** DATASET EXTRACT follows **

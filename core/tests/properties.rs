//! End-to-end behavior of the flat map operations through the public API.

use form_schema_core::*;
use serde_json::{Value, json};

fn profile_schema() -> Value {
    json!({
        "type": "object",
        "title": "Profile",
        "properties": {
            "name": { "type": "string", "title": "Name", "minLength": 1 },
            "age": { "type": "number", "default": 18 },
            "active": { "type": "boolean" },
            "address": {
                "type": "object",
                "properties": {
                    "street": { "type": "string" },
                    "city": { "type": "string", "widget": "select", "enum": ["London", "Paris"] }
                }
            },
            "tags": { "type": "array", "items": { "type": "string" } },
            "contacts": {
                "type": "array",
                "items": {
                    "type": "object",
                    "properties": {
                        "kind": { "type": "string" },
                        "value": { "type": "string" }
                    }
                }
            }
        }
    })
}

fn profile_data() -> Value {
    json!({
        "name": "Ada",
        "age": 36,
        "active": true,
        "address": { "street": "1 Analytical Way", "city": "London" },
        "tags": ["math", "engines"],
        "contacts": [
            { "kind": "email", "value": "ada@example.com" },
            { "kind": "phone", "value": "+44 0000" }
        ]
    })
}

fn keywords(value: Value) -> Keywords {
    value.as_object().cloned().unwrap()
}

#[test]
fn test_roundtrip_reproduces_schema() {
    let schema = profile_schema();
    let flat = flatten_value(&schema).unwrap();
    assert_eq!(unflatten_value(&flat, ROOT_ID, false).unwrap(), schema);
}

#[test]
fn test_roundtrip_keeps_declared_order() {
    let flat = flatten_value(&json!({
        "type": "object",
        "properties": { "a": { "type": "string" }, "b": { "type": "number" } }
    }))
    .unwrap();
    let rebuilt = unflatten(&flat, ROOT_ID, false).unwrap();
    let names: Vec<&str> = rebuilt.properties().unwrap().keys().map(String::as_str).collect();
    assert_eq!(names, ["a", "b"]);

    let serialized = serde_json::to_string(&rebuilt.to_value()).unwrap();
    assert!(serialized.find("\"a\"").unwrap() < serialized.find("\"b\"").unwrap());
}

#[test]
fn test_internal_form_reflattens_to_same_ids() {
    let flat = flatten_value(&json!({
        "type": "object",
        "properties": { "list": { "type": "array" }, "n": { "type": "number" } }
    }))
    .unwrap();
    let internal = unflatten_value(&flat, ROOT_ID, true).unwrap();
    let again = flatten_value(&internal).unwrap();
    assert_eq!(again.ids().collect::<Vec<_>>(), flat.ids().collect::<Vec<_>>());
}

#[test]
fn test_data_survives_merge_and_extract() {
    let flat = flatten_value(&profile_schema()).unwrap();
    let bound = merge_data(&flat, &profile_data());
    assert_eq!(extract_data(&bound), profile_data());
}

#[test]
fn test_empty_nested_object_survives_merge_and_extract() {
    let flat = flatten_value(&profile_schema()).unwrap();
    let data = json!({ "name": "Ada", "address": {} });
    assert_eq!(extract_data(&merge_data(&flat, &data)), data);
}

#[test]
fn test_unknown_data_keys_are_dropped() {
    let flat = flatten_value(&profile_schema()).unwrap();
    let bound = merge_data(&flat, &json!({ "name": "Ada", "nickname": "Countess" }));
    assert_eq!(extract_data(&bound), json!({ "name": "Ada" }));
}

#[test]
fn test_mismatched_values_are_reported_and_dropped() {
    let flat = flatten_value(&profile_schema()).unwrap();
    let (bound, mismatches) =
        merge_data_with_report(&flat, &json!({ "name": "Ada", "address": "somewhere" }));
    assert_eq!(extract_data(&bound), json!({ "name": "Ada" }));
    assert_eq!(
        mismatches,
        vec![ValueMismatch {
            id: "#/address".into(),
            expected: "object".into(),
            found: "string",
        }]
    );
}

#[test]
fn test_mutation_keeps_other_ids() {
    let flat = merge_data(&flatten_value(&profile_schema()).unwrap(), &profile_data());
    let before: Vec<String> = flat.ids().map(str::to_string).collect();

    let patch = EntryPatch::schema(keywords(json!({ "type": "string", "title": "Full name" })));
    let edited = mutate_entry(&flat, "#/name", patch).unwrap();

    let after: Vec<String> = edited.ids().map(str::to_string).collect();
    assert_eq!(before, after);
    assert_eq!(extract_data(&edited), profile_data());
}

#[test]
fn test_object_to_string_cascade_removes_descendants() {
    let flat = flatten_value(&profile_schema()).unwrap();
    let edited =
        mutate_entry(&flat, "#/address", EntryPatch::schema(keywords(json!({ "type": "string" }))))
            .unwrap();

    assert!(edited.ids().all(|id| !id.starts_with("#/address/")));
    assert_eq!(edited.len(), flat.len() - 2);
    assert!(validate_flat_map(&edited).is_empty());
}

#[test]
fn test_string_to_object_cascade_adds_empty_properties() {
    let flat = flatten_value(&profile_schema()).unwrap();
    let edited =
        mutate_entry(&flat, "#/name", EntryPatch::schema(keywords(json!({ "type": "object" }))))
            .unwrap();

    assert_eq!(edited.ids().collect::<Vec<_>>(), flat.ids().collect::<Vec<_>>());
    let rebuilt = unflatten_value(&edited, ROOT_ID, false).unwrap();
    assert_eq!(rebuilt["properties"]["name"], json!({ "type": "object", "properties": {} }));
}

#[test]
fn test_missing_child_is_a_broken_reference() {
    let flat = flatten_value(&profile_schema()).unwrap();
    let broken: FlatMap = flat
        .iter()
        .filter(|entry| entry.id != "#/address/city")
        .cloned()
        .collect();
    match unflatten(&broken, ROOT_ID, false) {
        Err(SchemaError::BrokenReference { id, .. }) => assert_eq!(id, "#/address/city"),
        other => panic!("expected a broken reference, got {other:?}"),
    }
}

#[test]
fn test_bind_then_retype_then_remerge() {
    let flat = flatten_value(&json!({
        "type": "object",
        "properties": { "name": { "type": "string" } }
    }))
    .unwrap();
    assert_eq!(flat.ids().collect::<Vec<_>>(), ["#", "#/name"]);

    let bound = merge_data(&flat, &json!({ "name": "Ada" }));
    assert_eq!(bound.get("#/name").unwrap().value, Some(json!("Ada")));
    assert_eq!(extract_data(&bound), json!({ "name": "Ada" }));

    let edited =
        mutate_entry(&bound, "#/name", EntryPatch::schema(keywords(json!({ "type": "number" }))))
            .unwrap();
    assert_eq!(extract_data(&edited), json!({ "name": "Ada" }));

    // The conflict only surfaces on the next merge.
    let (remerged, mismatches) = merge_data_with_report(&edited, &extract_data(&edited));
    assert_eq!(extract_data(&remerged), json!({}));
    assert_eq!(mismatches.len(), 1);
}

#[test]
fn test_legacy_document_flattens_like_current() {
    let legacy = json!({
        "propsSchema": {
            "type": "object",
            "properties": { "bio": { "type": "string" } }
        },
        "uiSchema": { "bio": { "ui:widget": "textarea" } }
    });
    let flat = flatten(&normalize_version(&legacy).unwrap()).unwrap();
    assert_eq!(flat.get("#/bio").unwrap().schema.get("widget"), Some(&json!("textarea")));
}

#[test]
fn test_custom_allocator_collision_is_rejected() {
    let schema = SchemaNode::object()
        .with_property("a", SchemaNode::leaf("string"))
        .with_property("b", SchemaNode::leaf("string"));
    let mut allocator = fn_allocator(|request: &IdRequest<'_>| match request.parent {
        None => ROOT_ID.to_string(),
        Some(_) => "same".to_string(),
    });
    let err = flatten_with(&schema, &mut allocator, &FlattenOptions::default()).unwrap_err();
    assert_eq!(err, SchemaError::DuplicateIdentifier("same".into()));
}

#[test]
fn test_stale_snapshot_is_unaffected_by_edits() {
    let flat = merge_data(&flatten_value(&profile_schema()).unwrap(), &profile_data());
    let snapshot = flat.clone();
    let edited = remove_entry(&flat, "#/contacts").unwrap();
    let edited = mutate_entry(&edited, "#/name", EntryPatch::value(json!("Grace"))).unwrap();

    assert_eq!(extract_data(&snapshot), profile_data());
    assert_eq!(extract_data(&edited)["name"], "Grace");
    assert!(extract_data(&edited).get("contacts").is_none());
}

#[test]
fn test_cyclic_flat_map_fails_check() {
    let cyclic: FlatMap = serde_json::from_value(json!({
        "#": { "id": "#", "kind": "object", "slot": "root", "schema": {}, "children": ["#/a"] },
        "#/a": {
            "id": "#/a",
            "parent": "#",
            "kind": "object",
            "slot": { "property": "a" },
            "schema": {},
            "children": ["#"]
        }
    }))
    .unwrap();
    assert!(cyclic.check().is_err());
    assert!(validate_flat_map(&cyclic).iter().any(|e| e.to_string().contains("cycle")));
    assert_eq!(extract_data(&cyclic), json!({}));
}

** End of DATASET EXTRACT **

Beginning with the top line of the data above, output every line exactly until the one that contains "let schema = profile_schema();", and include that one too.

RESPONSE BELOW:
filename core/tests/properties.rs
//! End-to-end behavior of the flat map operations through the public API.

use form_schema_core::*;
use serde_json::{Value, json};

fn profile_schema() -> Value {
    json!({
        "type": "object",
        "title": "Profile",
        "properties": {
            "name": { "type": "string", "title": "Name", "minLength": 1 },
            "age": { "type": "number", "default": 18 },
            "active": { "type": "boolean" },
            "address": {
                "type": "object",
                "properties": {
                    "street": { "type": "string" },
                    "city": { "type": "string", "widget": "select", "enum": ["London", "Paris"] }
                }
            },
            "tags": { "type": "array", "items": { "type": "string" } },
            "contacts": {
                "type": "array",
                "items": {
                    "type": "object",
                    "properties": {
                        "kind": { "type": "string" },
                        "value": { "type": "string" }
                    }
                }
            }
        }
    })
}

fn profile_data() -> Value {
    json!({
        "name": "Ada",
        "age": 36,
        "active": true,
        "address": { "street": "1 Analytical Way", "city": "London" },
        "tags": ["math", "engines"],
        "contacts": [
            { "kind": "email", "value": "ada@example.com" },
            { "kind": "phone", "value": "+44 0000" }
        ]
    })
}

fn keywords(value: Value) -> Keywords {
    value.as_object().cloned().unwrap()
}

#[test]
fn test_roundtrip_reproduces_schema() {
    let schema = profile_schema();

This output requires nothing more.